His knack for art was sparked at age 9 by a book he read about Dr. Livingston in Africa. He copied the drawings of tribal people and found out he was pretty good. “God is working subconsciously there saying these are attractive spiritual people,” he says. “I am so convinced the glory of God shines through every person, and seeing that is a great grace in my life, and that’s what I wanted to share. ”

His journey began when he left his pre-med studies for the priesthood, coming to Xavier to enter the Jesuit novitiate at Milford, Ohio. He went on to earn three master’s degrees—art, theology and anthropology. All along, he served at churches in various cities, concentrating on his African-American ministry. He began to paint the people when he was a student at Saint Louis University in the 1960s, putting them in Biblical poses such as the Pieta—Jesus in the arms of Mary after the crucifixion.

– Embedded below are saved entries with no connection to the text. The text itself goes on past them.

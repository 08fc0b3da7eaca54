//! The content producer: orchestrates path sanitization, repository
//! location and the git adapter into the two public surfaces, typed
//! path summaries and raw/archive streams.

use std::fs;
use std::io;
use std::path::{Path, PathBuf};
use std::pin::Pin;
use std::task::{Context as TaskContext, Poll};

use bytes::Bytes;
use futures_util::Stream;
use serde::Serialize;
use time::format_description::BorrowedFormatItem;
use time::macros::format_description;
use tokio_util::io::ReaderStream;
use tracing::instrument;

use crate::git::{self, ChildKind, RepoEntity, ResolvedCommit, TreeChild};
use crate::vpath::{self, PathError};

/// Blobs at most this large, with a `text/*` mimetype, are carried
/// inline in summary responses.
pub const INLINE_DATA_LIMIT: usize = 64_000;

const STREAM_CHUNK_SIZE: usize = 64 * 1024;

/// Endpoint timestamps use the classic UTC-normalized log format, e.g.
/// `Sun Oct 31 05:15:14 2010 UTC`.
const ENDPOINT_TIME: &[BorrowedFormatItem<'_>] = format_description!(
    "[weekday repr:short] [month repr:short] [day] [hour]:[minute]:[second] [year] UTC"
);

/// Typed reply of `summary()`, serialized verbatim onto the RPC wire.
#[derive(Debug, Serialize)]
pub struct PathSummary {
    #[serde(rename = "type")]
    pub kind: &'static str,
    pub data: SummaryData,
    pub meta: Meta,
}

#[derive(Debug, Serialize)]
pub struct Meta {
    pub path: String,
}

#[derive(Debug, Serialize)]
#[serde(untagged)]
pub enum SummaryData {
    Folder(Vec<FolderEntry>),
    Repo {
        endpoints: Vec<EndpointSummary>,
        description: String,
    },
    RepoFolder(Vec<TreeEntry>),
    RepoItem(RepoItem),
    RemoteLink {
        system: &'static str,
        class: &'static str,
        name: String,
        url: Option<String>,
        id: String,
    },
}

#[derive(Debug, Serialize)]
pub struct FolderEntry {
    #[serde(rename = "type")]
    pub kind: &'static str,
    #[serde(skip_serializing_if = "Option::is_none")]
    pub is_repo: Option<bool>,
    pub name: String,
}

#[derive(Debug, Serialize)]
pub struct EndpointSummary {
    pub id: String,
    pub author: String,
    pub author_email: String,
    pub time: String,
    pub auth_time: String,
    pub summary: String,
    pub branches: Vec<String>,
    pub tags: Vec<String>,
}

#[derive(Debug, Serialize)]
pub struct TreeEntry {
    #[serde(rename = "type")]
    pub kind: &'static str,
    pub name: String,
    #[serde(skip_serializing_if = "Option::is_none")]
    pub size: Option<usize>,
    #[serde(skip_serializing_if = "Option::is_none")]
    pub url: Option<String>,
    #[serde(skip_serializing_if = "Option::is_none")]
    pub commit_id: Option<String>,
}

#[derive(Debug, Serialize)]
pub struct RepoItem {
    #[serde(rename = "type")]
    pub kind: ItemType,
    pub name: String,
    pub size: usize,
    #[serde(skip_serializing_if = "Option::is_none")]
    pub data: Option<String>,
}

#[derive(Debug, Serialize)]
pub struct ItemType {
    pub mimetype: String,
    pub supermimetype: String,
    pub extension: String,
}

/// Summarizes an arbitrary served path: a plain directory, a repository,
/// an in-repo tree or blob, or a terminal submodule.
#[instrument(skip(root))]
pub fn summary(root: &Path, raw: &str) -> Result<PathSummary, PathError> {
    let relative = vpath::sanitize(root, raw)?;
    let (repo_path, tail) = vpath::locate_repo(root, &relative);

    let Some(repo_path) = repo_path else {
        if !tail.is_empty() {
            return Err(PathError::unfit("requested path may not be viewed"));
        }

        return Ok(PathSummary {
            kind: "folder",
            data: SummaryData::Folder(list_folder(&root.join(&relative))?),
            meta: Meta { path: relative },
        });
    };

    let repo = git::open(&repo_path).map_err(unfit)?;

    if tail.is_empty() {
        let endpoints = git::endpoints(&repo)
            .map_err(unfit)?
            .into_iter()
            .map(endpoint_summary)
            .collect::<Result<_, _>>()?;

        return Ok(PathSummary {
            kind: "repo",
            data: SummaryData::Repo {
                endpoints,
                description: git::description(&repo_path),
            },
            meta: Meta { path: relative },
        });
    }

    let (reference, subpath) = vpath::split_reference(&tail);
    let commit = git::resolve_commit(&repo, reference).map_err(unfit)?;

    let (kind, data) = match git::walk(&commit, subpath).map_err(unfit)? {
        RepoEntity::Tree { children } => (
            "repofolder",
            SummaryData::RepoFolder(children.into_iter().map(tree_entry).collect()),
        ),
        RepoEntity::Blob { name, bytes } => ("repoitem", SummaryData::RepoItem(repo_item(name, bytes))),
        RepoEntity::Submodule(submodule) => (
            "remotelink",
            SummaryData::RemoteLink {
                system: "git",
                class: "submodule",
                name: submodule.name,
                url: submodule.url,
                id: submodule.commit_id,
            },
        ),
    };

    Ok(PathSummary {
        kind,
        data,
        meta: Meta { path: relative },
    })
}

fn list_folder(path: &Path) -> Result<Vec<FolderEntry>, PathError> {
    let entries =
        fs::read_dir(path).map_err(|_| PathError::unfit("requested path may not be viewed"))?;

    let mut folders: Vec<FolderEntry> = entries
        .filter_map(Result::ok)
        .filter(|entry| entry.path().is_dir())
        .map(|entry| FolderEntry {
            kind: "folder",
            is_repo: vpath::is_repo_dir(&entry.path()).then_some(true),
            name: entry.file_name().to_string_lossy().into_owned(),
        })
        .collect();
    folders.sort_by(|a, b| a.name.cmp(&b.name));

    Ok(folders)
}

fn endpoint_summary(endpoint: git::Endpoint) -> Result<EndpointSummary, PathError> {
    let time = endpoint
        .committed
        .format(&ENDPOINT_TIME)
        .map_err(|_| PathError::unfit("commit carries an unrepresentable timestamp"))?;
    let auth_time = endpoint
        .authored
        .format(&ENDPOINT_TIME)
        .map_err(|_| PathError::unfit("commit carries an unrepresentable timestamp"))?;

    Ok(EndpointSummary {
        id: endpoint.id,
        author: endpoint.author,
        author_email: endpoint.author_email,
        time,
        auth_time,
        summary: endpoint.summary,
        branches: endpoint.branches,
        tags: endpoint.tags,
    })
}

fn tree_entry(child: TreeChild) -> TreeEntry {
    TreeEntry {
        kind: match child.kind {
            ChildKind::File => "file",
            ChildKind::Folder => "folder",
            ChildKind::Submodule => "submodule",
            ChildKind::Unknown => "unknown",
        },
        name: child.name,
        size: child.size,
        url: child.url,
        commit_id: child.commit_id,
    }
}

fn repo_item(name: String, bytes: Vec<u8>) -> RepoItem {
    let size = bytes.len();
    let kind = item_type(&name, size);

    let data = if size < INLINE_DATA_LIMIT && kind.mimetype.starts_with("text/") {
        String::from_utf8(bytes).ok()
    } else {
        None
    };

    RepoItem {
        kind,
        name,
        size,
        data,
    }
}

fn item_type(name: &str, size: usize) -> ItemType {
    let extension = Path::new(name)
        .extension()
        .map(|ext| ext.to_string_lossy().into_owned())
        .unwrap_or_default();

    let mimetype = match mime_guess::from_path(name).first_raw() {
        Some(guessed) => guessed.to_string(),
        // extension-less small blobs default to plain text
        None if extension.is_empty() && size < INLINE_DATA_LIMIT => "text/plain".to_string(),
        None => "application/octet-stream".to_string(),
    };
    let supermimetype = mimetype
        .split('/')
        .next()
        .unwrap_or_default()
        .to_string();

    ItemType {
        mimetype,
        supermimetype,
        extension,
    }
}

/// A `stream()` reply: the body producer with its framing metadata.
pub struct StreamResponse {
    pub body: StreamBody,
    pub mimetype: String,
    pub size: Option<u64>,
    pub filename: String,
    pub commit: ResolvedCommit,
}

pub enum StreamBody {
    Blob(Bytes),
    Archive(ArchiveStream),
}

/// ZIP bytes read back from the archive temp file. The file handle is
/// owned here so dropping the stream, for any reason, removes the file.
pub struct ArchiveStream {
    inner: ReaderStream<tokio::fs::File>,
    _backing: tempfile::TempPath,
}

impl Stream for ArchiveStream {
    type Item = io::Result<Bytes>;

    fn poll_next(mut self: Pin<&mut Self>, cx: &mut TaskContext<'_>) -> Poll<Option<Self::Item>> {
        Pin::new(&mut self.inner).poll_next(cx)
    }
}

enum StreamPlan {
    Blob {
        name: String,
        bytes: Vec<u8>,
        commit: ResolvedCommit,
    },
    Archive {
        repo_path: PathBuf,
        repo_name: String,
        reference: String,
        subpath: String,
        commit: ResolvedCommit,
    },
}

/// Streams the object behind a virtual path: raw bytes for blobs, a ZIP
/// archive produced by external git for trees.
#[instrument(skip(root))]
pub async fn stream(root: PathBuf, raw: String) -> Result<StreamResponse, PathError> {
    let plan = tokio::task::spawn_blocking(move || -> Result<StreamPlan, PathError> {
        let relative = vpath::sanitize(&root, &raw)?;
        let (repo_path, tail) = vpath::locate_repo(&root, &relative);
        let repo_path =
            repo_path.ok_or_else(|| PathError::unfit("requested path may not be viewed"))?;

        let (reference, subpath) = vpath::split_reference(&tail);
        let repo = git::open(&repo_path).map_err(unfit)?;
        let commit = git::resolve_commit(&repo, reference).map_err(unfit)?;
        let resolved = git::resolved_meta(&commit).map_err(unfit)?;

        match git::walk(&commit, subpath).map_err(unfit)? {
            RepoEntity::Blob { name, bytes } => Ok(StreamPlan::Blob {
                name,
                bytes,
                commit: resolved,
            }),
            RepoEntity::Tree { .. } => {
                let repo_name = repo_path
                    .file_name()
                    .map(|name| name.to_string_lossy().into_owned())
                    .unwrap_or_else(|| "repository".to_string());

                Ok(StreamPlan::Archive {
                    repo_path,
                    repo_name,
                    reference: reference.to_string(),
                    subpath: subpath.to_string(),
                    commit: resolved,
                })
            }
            RepoEntity::Submodule(_) => {
                Err(PathError::unfit("requested object cannot be served in raw format"))
            }
        }
    })
    .await
    .map_err(|_| PathError::unfit("failed to join Tokio task"))??;

    match plan {
        StreamPlan::Blob {
            name,
            bytes,
            commit,
        } => {
            let mimetype = mime_guess::from_path(&name)
                .first_raw()
                .unwrap_or("application/octet-stream")
                .to_string();
            let size = bytes.len() as u64;

            Ok(StreamResponse {
                body: StreamBody::Blob(Bytes::from(bytes)),
                mimetype,
                size: Some(size),
                filename: name,
                commit,
            })
        }
        StreamPlan::Archive {
            repo_path,
            repo_name,
            reference,
            subpath,
            commit,
        } => {
            let flattened = subpath.replace('/', "_");
            let prefix = if flattened.is_empty() {
                repo_name.clone()
            } else {
                format!("{repo_name}_{flattened}")
            };
            let filename = if flattened.is_empty() {
                format!("{repo_name}_{reference}.zip")
            } else {
                format!("{repo_name}_{reference}_{flattened}.zip")
            };

            let output_file = git::archive(&repo_path, &reference, &subpath, &prefix)
                .await
                .map_err(unfit)?;
            let file = output_file
                .reopen()
                .map_err(|err| PathError::unfit(format!("failed to reopen archive: {err}")))?;

            Ok(StreamResponse {
                body: StreamBody::Archive(ArchiveStream {
                    inner: ReaderStream::with_capacity(
                        tokio::fs::File::from_std(file),
                        STREAM_CHUNK_SIZE,
                    ),
                    _backing: output_file.into_temp_path(),
                }),
                mimetype: "application/zip".to_string(),
                size: None,
                filename,
                commit,
            })
        }
    }
}

fn unfit(err: anyhow::Error) -> PathError {
    PathError::Unfit(format!("{err:#}"))
}

#[cfg(test)]
mod test {
    use super::item_type;

    #[test]
    fn mimetypes_follow_extensions() {
        let txt = item_type("firstdoc.txt", 65);
        assert_eq!(txt.mimetype, "text/plain");
        assert_eq!(txt.supermimetype, "text");
        assert_eq!(txt.extension, "txt");

        let zip = item_type("bundle.zip", 10);
        assert_eq!(zip.mimetype, "application/zip");
        assert_eq!(zip.supermimetype, "application");
    }

    #[test]
    fn extensionless_small_blobs_default_to_text() {
        let makefile = item_type("LICENSE", 900);
        assert_eq!(makefile.mimetype, "text/plain");
        assert_eq!(makefile.extension, "");

        let huge = item_type("LICENSE", super::INLINE_DATA_LIMIT + 1);
        assert_eq!(huge.mimetype, "application/octet-stream");
    }
}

Sometimes he hears back from the people he taught. One woman called him recently about her art exhibit and thanked him for recognizing her talent and being a father for her. “It’s nice to hear from these people,” he says.

His paintings have shown around the country and been the featured art in the Josephite calendar for two years. The money he earns from sales helps pay rent at his Jesuit community. Using only acrylics, he reveals the spirituality he sees in his subjects, but he doesn’t hide their pain. One of his favorite themes is the sorrowful Madonna. In one version, the woman is holding her baby close to her chest, but her eyes are distant, worried.

“It’s something you can feel with these young mothers who love their children yet know what’s down the line for them,” he says. “Seventy-five percent of them will end up in jail.”

Hasse knows that’s heavy stuff, but he hopes he’s lifted the spirits of some of these people who’ve lived on the fringes, and helped them find their way. They’ve certainly helped him. “I do enjoy it,” he says. “It’s soul-satisfying.”